The NBA trade deadline is tomorrow, which means fans should expect plenty of acquisitions to go down over the next 24 hours. With that being said, not all of the trade rumors can be taken seriously. In fact, a majority of the Eastern Conference teams that are linked to trade talks should really just be blowing smoke. The reason for that is every team in the Eastern Conference, with the exception of two, should be sellers at the deadline instead of buyers.
I understand that the Brooklyn Nets want to make a deal because they feel they’re in a prime position to clinch a playoff spot. The fact that they’re now in that position is somewhat of a surprise considering the dismal first half the team had. At this point, fans should really hope that it’s all talks because acquiring Jarrett Jack or Jordan Hill won’t make a difference.
The Charlotte Bobcats and Washington Wizards have also been rumored to be buyers at the deadline. For these two teams it makes a little more sense. They don’t have a lot of experience with the postseason, which means management is trying to strike while the iron is hot. Even so, buying players at the deadline isn’t going to make a big difference in the big scheme of things, at least not for this season.

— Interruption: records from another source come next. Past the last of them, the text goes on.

//! Pacing policy for the typewriter animation.
//!
//! The backlog is the number of bytes the network has delivered but the
//! screen has not shown yet. Each tier applies from its `min_backlog`
//! upward: a larger backlog takes larger steps with shorter delays, so the
//! text catches up quickly after a burst and animates smoothly otherwise.

use crate::error::{ChatError, Result};
use serde::{Deserialize, Serialize};
use std::time::Duration;

/// One pacing tier.
#[derive(Debug, Clone, Copy, PartialEq, Eq, Serialize, Deserialize)]
pub struct PacingTier {
    /// Smallest backlog (bytes) this tier applies to.
    pub min_backlog: usize,
    /// Grapheme clusters revealed per tick.
    pub step: usize,
    /// Delay before the next tick, in milliseconds.
    pub delay_ms: u64,
}

impl PacingTier {
    /// Create a tier.
    pub const fn new(min_backlog: usize, step: usize, delay_ms: u64) -> Self {
        Self {
            min_backlog,
            step,
            delay_ms,
        }
    }
}

/// Serializable pacing settings.
#[derive(Debug, Clone, PartialEq, Eq, Serialize, Deserialize)]
#[serde(default)]
pub struct PacingConfig {
    /// Tiers ordered by ascending `min_backlog`.
    pub tiers: Vec<PacingTier>,
    /// Delay between polls while waiting for the network, in milliseconds.
    pub poll_delay_ms: u64,
}

impl Default for PacingConfig {
    fn default() -> Self {
        Self {
            tiers: vec![
                PacingTier::new(0, 1, 24),
                PacingTier::new(24, 2, 16),
                PacingTier::new(96, 4, 12),
                PacingTier::new(384, 12, 8),
                PacingTier::new(1536, 48, 4),
            ],
            poll_delay_ms: 50,
        }
    }
}

/// Validated pacing policy.
#[derive(Debug, Clone, PartialEq, Eq)]
pub struct PacingPolicy {
    tiers: Vec<PacingTier>,
    poll_delay: Duration,
}

impl PacingPolicy {
    /// Build a policy from tiers.
    ///
    /// Tiers must start at a backlog of at most 1, have strictly ascending
    /// thresholds, non-zero non-decreasing steps and non-increasing delays.
    pub fn new(tiers: Vec<PacingTier>, poll_delay: Duration) -> Result<Self> {
        let first = tiers
            .first()
            .ok_or_else(|| ChatError::Config("pacing needs at least one tier".into()))?;
        if first.min_backlog > 1 {
            return Err(ChatError::Config(format!(
                "first pacing tier must start at backlog 0 or 1, not {}",
                first.min_backlog
            )));
        }
        if tiers.iter().any(|t| t.step == 0) {
            return Err(ChatError::Config("pacing step must be at least 1".into()));
        }
        for pair in tiers.windows(2) {
            let (lo, hi) = (pair[0], pair[1]);
            if hi.min_backlog <= lo.min_backlog {
                return Err(ChatError::Config(
                    "pacing tiers must have ascending thresholds".into(),
                ));
            }
            if hi.step < lo.step || hi.delay_ms > lo.delay_ms {
                return Err(ChatError::Config(format!(
                    "pacing tier at backlog {} must not step less or wait longer than the tier below",
                    hi.min_backlog
                )));
            }
        }
        Ok(Self { tiers, poll_delay })
    }

    /// Build a policy from its serialized form.
    pub fn from_config(config: &PacingConfig) -> Result<Self> {
        Self::new(
            config.tiers.clone(),
            Duration::from_millis(config.poll_delay_ms),
        )
    }

    /// Grapheme clusters to reveal for the given backlog.
    pub fn step(&self, backlog: usize) -> usize {
        self.tier(backlog).step
    }

    /// Delay before the next tick for the given backlog.
    pub fn delay(&self, backlog: usize) -> Duration {
        Duration::from_millis(self.tier(backlog).delay_ms)
    }

    /// Delay between polls while the network is idle.
    pub const fn poll_delay(&self) -> Duration {
        self.poll_delay
    }

    fn tier(&self, backlog: usize) -> &PacingTier {
        let idx = self
            .tiers
            .partition_point(|t| t.min_backlog <= backlog)
            .saturating_sub(1);
        &self.tiers[idx]
    }
}

impl Default for PacingPolicy {
    fn default() -> Self {
        let config = PacingConfig::default();
        Self {
            tiers: config.tiers,
            poll_delay: Duration::from_millis(config.poll_delay_ms),
        }
    }
}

Let’s be honest, we already know what the Eastern Conference Finals will look like, which is the same image from last year. The Miami Heat and Indiana Pacers have a stranglehold on the East. For other Eastern Conference teams to actually believe they have a shot at competing with these two squads is ridiculous.
My favorite NBA team plays in the East so I understand all about staying optimistic. However, organizations making costly moves in the hope of getting a higher seed are a lost cause. It’s one thing to make a trade in order to benefit next season, but who does that? The only reason to make a splash at the deadline is to get some momentum for a second-half push. The Heat and Pacers are the only two franchises in the East that will benefit from deals tomorrow. All other organizations should just accept the reality of falling short of their goal and focus on financial efficiency.